- _TASK STATEMENT_
Give back nothing but the number of lines in these entries that contain the word "presentation".

- _DATA FOR THIS EXERCISE_
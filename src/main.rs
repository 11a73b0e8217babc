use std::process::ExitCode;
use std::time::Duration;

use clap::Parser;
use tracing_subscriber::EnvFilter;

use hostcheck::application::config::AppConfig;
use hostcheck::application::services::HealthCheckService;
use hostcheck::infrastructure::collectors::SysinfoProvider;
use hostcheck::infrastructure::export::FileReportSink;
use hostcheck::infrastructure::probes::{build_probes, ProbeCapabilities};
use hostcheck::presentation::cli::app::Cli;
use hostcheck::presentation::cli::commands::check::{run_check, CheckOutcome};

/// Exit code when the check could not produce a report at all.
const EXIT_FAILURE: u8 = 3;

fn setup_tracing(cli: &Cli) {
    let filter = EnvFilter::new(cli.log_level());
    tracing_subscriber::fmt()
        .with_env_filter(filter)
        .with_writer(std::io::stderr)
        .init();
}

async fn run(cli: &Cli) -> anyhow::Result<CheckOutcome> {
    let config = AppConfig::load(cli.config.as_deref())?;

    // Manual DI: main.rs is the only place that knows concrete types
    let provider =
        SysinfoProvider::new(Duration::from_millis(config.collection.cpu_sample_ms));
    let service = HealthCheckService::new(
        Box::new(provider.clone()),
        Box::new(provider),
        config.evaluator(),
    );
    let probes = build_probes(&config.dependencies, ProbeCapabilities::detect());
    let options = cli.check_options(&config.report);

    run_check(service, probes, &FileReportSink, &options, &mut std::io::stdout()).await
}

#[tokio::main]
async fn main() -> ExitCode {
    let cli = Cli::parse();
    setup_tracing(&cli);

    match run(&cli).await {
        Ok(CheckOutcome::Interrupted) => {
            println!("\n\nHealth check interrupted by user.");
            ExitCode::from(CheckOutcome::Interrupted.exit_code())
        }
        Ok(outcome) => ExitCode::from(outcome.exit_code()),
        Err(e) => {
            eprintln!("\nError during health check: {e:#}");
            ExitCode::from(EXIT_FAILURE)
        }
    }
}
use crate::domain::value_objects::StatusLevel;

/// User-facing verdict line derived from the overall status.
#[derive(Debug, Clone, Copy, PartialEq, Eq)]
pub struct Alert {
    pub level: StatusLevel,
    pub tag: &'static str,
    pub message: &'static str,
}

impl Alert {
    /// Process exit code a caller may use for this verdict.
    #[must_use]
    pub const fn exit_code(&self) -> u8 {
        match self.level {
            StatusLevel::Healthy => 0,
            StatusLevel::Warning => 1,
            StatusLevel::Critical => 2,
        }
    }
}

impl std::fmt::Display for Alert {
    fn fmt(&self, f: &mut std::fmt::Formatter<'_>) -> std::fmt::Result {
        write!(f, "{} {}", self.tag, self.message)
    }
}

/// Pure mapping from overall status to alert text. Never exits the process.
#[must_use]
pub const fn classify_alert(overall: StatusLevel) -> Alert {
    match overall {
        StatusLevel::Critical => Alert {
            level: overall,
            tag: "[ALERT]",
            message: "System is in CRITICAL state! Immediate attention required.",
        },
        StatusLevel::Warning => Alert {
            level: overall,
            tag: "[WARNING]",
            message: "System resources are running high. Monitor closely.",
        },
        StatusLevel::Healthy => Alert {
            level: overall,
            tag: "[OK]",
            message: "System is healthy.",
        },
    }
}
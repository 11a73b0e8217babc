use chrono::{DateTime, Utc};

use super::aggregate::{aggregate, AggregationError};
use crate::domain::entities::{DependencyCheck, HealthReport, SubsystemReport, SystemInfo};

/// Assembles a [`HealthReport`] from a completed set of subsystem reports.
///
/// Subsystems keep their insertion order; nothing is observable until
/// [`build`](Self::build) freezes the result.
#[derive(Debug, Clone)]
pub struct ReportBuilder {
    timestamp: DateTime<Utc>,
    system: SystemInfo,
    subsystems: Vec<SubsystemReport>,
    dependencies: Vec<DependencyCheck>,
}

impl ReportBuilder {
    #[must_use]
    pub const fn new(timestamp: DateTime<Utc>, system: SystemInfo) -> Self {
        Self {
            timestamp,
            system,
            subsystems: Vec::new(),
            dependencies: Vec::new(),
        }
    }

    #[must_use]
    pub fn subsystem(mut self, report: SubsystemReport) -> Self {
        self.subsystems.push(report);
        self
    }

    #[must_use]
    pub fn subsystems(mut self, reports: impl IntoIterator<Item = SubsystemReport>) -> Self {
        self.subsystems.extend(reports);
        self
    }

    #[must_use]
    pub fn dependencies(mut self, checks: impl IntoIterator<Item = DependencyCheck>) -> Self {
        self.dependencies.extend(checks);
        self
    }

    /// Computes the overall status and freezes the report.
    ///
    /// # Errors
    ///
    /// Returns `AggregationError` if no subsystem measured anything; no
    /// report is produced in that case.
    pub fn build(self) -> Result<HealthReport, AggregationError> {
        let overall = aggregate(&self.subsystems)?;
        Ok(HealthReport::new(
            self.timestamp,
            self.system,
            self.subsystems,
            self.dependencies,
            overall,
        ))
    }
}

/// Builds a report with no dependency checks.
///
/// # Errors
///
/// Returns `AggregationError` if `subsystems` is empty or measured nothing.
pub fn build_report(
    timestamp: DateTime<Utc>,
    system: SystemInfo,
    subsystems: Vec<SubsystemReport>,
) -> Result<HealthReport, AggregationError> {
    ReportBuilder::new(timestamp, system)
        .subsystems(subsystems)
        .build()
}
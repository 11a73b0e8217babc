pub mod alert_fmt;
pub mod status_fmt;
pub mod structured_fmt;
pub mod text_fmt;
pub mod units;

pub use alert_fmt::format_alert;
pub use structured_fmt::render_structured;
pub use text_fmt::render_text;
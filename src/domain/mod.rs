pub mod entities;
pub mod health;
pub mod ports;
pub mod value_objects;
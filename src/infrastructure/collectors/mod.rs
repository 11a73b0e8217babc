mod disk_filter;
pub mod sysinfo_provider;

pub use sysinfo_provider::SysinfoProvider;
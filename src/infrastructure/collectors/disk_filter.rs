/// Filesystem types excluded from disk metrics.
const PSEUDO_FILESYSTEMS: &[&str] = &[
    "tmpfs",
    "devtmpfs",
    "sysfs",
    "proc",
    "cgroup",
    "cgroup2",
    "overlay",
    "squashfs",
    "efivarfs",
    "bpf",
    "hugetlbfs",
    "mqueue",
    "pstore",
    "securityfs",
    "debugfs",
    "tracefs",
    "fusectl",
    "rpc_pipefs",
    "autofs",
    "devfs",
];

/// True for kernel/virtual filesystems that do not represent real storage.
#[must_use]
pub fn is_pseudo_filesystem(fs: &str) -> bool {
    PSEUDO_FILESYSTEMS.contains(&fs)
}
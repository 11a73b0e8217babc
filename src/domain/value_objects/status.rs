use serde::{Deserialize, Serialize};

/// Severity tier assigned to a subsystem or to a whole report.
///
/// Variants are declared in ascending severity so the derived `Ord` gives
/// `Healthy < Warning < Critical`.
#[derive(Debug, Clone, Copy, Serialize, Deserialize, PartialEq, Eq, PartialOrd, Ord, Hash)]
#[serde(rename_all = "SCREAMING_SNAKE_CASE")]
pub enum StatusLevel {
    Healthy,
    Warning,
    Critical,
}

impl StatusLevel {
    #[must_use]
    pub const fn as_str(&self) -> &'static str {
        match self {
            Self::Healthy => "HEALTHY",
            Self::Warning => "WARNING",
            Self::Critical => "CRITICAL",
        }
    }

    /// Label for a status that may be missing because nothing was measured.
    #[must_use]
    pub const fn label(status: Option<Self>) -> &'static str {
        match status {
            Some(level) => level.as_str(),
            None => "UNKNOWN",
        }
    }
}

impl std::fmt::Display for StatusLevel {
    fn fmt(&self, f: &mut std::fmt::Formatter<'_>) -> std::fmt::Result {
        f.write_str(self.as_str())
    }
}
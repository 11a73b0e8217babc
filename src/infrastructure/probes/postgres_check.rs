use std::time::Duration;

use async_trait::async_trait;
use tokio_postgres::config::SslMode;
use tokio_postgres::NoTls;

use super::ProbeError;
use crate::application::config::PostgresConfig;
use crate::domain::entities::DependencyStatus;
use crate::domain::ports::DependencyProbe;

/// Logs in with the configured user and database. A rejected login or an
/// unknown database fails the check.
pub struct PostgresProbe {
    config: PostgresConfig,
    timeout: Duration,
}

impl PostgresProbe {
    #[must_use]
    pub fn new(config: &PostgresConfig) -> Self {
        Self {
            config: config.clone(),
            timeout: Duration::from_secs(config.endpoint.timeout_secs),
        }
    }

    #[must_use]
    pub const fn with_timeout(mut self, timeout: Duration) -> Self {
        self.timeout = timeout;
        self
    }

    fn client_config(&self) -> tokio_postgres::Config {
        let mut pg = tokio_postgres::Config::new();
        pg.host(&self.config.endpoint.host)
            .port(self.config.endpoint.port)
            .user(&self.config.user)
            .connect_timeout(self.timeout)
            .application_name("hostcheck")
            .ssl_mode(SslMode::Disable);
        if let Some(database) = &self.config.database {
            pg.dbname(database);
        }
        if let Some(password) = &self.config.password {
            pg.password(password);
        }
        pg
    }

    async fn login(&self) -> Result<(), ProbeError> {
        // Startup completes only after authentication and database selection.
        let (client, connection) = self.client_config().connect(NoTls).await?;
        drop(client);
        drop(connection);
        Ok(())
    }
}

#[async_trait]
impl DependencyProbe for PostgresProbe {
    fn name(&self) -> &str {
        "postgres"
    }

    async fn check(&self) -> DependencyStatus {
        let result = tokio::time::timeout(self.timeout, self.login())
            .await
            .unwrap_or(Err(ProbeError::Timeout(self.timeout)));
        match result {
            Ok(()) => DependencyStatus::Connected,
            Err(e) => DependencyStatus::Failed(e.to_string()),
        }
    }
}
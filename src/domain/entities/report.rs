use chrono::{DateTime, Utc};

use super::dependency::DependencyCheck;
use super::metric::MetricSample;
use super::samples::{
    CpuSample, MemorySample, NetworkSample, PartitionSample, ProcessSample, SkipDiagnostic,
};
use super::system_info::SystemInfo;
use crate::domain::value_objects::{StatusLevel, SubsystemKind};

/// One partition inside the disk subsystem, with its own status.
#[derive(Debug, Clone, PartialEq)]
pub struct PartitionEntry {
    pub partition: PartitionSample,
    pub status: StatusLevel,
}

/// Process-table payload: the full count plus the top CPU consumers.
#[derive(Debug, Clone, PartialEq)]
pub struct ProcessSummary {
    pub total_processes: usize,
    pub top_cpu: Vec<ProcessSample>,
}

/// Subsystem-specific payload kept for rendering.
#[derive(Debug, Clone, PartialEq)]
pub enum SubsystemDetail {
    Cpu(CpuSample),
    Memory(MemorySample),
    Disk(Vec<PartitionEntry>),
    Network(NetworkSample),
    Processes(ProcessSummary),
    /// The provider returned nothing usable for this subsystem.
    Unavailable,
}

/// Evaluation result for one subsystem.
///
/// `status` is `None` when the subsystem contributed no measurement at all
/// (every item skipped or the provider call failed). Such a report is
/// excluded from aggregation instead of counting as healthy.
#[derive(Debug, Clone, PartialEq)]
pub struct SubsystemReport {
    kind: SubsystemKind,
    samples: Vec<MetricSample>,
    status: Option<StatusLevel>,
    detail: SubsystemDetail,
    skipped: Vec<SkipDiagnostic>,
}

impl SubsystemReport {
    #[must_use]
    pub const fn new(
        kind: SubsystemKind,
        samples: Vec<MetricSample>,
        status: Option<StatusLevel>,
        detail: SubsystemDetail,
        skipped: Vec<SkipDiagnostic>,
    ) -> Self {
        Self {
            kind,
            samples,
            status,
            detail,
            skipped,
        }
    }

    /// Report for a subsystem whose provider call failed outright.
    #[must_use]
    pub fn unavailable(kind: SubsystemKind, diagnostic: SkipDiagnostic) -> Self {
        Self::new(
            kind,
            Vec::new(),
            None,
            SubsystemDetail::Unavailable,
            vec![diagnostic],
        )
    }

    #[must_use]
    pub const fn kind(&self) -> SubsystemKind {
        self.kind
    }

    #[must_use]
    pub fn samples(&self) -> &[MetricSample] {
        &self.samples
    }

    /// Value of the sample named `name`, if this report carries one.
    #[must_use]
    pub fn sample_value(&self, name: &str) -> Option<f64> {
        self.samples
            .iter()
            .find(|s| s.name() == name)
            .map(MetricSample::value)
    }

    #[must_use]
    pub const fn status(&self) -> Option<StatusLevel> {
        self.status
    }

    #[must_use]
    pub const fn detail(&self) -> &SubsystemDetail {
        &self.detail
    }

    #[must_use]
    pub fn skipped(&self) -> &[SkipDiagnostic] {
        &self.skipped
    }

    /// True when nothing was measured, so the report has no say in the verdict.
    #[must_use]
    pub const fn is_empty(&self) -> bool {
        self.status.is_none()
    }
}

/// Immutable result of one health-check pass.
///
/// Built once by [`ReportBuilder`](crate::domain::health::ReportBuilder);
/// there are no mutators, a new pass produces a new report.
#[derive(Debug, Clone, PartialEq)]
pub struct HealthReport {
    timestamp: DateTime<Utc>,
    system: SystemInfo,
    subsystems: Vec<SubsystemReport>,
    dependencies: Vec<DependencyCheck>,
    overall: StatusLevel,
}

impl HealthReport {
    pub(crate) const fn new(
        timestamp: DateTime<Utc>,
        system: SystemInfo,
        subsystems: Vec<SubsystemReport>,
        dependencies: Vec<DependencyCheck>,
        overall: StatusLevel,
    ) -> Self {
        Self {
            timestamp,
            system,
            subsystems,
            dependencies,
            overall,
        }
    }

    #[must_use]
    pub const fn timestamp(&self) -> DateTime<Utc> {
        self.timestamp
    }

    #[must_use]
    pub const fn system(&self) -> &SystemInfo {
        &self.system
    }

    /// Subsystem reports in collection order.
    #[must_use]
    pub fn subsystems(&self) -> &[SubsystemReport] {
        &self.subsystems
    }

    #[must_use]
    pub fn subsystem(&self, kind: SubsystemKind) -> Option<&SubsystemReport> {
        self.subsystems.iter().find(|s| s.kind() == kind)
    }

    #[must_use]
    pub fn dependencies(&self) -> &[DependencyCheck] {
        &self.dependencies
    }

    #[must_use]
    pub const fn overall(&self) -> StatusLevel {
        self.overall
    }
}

- _PROBLEM SOLUTION_
2